THE TASK => Lines where the string "PartialEq" appears are to be copied from the entries below.

------------------------------

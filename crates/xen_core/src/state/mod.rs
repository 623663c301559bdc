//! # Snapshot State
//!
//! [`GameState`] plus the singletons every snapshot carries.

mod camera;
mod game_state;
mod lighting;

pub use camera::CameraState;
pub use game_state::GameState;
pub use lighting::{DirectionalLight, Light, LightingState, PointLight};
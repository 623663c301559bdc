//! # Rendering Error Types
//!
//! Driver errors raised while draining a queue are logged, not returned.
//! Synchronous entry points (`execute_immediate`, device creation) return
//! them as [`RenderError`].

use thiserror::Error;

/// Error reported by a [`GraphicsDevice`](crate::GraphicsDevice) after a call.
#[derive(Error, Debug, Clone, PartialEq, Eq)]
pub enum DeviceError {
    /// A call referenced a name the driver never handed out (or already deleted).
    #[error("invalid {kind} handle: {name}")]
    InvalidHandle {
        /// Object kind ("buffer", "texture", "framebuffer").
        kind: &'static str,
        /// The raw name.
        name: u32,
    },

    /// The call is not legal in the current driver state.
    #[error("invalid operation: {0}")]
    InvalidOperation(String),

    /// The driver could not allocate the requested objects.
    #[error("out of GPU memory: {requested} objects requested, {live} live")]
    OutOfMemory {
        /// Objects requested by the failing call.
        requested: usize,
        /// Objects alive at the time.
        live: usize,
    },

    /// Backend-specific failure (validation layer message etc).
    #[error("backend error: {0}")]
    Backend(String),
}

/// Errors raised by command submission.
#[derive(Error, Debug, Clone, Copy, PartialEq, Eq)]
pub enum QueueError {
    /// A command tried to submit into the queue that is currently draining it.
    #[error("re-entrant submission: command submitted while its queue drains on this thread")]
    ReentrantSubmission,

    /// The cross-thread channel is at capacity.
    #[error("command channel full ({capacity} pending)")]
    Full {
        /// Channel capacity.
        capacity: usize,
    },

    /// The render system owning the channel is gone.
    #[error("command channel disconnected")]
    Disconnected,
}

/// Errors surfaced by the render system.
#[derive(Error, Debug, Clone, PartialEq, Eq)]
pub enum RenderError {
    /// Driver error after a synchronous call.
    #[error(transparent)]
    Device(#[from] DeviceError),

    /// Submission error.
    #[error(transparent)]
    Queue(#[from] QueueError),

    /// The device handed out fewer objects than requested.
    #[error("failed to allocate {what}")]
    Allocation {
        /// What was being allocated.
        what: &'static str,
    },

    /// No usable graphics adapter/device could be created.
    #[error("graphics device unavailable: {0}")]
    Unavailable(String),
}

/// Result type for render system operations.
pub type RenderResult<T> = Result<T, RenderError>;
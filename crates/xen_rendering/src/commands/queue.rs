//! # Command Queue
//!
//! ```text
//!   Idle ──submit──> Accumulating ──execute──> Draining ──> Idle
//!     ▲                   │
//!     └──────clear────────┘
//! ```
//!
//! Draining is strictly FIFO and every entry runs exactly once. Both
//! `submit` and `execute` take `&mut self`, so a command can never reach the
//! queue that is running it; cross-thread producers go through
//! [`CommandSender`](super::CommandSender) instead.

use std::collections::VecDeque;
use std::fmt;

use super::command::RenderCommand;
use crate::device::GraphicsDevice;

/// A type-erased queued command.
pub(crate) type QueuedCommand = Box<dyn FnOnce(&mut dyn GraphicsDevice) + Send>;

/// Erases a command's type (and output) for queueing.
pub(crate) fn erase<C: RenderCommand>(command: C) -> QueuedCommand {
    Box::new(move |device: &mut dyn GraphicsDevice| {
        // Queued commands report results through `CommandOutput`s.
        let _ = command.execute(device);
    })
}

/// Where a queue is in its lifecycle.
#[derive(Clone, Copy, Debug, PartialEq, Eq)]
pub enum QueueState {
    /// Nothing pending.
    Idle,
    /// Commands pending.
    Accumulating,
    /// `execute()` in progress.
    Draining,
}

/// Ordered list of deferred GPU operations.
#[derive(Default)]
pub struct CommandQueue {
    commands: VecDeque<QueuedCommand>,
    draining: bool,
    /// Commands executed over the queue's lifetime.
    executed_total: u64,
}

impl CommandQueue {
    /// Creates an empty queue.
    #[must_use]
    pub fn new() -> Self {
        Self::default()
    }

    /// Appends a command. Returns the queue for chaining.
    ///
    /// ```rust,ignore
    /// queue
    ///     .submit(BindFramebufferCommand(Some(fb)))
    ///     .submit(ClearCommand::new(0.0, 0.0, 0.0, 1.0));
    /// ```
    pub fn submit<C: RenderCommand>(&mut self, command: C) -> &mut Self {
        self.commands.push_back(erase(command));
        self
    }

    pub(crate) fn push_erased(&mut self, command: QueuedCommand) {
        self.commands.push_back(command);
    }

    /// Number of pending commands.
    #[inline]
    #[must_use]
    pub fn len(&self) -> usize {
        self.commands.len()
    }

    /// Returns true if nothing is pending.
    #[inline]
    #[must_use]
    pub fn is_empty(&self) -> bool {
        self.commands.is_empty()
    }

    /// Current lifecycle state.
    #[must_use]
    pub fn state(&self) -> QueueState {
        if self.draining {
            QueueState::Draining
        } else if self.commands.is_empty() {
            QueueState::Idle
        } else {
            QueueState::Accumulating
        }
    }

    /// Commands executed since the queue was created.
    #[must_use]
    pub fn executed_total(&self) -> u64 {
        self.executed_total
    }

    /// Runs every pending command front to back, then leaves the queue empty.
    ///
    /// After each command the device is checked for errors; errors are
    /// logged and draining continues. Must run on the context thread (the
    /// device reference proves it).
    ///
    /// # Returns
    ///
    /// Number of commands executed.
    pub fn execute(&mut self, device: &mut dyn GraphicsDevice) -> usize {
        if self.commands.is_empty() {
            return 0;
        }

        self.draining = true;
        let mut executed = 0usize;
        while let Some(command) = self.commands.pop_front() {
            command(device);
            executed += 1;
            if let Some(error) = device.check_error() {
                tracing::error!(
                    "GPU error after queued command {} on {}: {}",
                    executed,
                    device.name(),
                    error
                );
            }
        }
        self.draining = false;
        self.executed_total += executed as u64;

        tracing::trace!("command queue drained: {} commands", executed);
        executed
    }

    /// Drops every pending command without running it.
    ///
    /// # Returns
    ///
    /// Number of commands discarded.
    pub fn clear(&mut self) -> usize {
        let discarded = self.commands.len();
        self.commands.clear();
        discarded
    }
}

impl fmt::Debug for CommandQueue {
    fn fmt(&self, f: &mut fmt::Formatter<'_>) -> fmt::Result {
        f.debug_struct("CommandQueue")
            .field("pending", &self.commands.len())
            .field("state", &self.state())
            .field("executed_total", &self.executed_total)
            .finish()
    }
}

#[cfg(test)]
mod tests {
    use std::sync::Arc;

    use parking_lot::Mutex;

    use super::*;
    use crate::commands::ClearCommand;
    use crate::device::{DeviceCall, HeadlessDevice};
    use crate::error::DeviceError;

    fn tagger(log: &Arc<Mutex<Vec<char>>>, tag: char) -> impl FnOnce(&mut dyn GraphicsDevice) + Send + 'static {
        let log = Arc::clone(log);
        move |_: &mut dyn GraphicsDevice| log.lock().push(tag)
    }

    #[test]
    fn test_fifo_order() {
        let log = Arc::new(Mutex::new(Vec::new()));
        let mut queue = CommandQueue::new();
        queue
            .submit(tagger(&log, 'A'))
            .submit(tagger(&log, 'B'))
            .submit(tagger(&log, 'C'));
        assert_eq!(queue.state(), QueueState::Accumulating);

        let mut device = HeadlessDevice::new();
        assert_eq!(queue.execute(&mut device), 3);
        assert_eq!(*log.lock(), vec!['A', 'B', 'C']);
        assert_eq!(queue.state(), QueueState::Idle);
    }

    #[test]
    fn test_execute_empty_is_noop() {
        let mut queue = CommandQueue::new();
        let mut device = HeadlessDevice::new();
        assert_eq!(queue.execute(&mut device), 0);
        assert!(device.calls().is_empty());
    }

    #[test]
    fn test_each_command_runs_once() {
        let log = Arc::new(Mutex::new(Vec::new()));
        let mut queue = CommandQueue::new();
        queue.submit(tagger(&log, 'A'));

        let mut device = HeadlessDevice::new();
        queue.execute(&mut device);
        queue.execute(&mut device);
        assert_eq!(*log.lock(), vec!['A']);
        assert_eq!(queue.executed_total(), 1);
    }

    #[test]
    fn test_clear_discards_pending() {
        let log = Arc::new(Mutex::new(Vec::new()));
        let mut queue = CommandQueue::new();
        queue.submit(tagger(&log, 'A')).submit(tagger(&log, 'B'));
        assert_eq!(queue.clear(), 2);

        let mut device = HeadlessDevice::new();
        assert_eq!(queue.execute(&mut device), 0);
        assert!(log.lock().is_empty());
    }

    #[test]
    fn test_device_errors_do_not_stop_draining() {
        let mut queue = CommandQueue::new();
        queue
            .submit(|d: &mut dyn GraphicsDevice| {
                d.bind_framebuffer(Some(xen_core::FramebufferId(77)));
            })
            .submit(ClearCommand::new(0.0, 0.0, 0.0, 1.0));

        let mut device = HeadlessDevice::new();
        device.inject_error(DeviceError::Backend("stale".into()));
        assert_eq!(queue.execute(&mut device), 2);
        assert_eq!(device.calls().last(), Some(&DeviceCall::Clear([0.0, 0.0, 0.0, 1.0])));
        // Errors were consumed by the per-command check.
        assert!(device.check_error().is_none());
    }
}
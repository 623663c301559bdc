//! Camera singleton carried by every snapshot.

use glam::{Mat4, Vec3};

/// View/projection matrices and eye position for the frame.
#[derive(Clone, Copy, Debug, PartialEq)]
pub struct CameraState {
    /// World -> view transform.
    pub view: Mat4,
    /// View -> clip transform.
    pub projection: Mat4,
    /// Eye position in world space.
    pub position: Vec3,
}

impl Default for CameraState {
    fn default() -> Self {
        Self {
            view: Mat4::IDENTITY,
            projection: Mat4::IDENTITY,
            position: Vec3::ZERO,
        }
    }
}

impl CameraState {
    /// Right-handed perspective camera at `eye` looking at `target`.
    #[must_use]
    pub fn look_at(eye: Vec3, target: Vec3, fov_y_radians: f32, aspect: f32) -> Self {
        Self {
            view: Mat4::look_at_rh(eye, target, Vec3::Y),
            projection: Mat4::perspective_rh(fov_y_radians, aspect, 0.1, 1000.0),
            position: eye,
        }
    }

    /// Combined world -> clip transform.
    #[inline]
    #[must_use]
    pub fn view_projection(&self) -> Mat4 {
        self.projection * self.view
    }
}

------------------------------

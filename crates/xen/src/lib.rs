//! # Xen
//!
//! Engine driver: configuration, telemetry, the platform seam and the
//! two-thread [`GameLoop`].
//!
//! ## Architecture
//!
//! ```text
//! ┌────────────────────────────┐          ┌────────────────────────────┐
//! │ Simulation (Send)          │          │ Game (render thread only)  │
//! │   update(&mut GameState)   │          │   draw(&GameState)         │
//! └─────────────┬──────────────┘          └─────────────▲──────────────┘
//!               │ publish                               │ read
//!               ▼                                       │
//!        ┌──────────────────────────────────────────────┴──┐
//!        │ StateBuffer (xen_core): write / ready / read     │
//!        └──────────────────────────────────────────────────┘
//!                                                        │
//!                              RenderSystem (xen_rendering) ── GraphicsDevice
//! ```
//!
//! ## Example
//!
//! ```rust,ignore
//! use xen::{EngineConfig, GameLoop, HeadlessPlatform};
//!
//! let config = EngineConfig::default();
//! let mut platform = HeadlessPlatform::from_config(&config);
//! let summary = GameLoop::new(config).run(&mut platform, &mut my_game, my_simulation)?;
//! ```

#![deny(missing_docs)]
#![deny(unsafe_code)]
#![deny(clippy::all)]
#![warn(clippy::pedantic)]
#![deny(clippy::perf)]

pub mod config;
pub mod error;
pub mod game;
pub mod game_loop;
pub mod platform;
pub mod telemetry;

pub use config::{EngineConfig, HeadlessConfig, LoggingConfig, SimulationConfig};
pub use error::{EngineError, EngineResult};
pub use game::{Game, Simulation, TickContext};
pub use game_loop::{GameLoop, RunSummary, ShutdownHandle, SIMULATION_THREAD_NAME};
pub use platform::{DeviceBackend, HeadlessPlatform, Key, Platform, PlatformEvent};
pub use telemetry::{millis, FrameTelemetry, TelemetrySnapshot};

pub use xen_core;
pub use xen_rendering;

------------------------------

OUTPUT FOR THIS TASK =>
#[derive(Error, Debug, Clone, PartialEq, Eq)]
#[derive(Error, Debug, Clone, Copy, PartialEq, Eq)]
#[derive(Error, Debug, Clone, PartialEq, Eq)]
#[derive(Clone, Copy, Debug, PartialEq, Eq)]
#[derive(Clone, Copy, Debug, PartialEq)]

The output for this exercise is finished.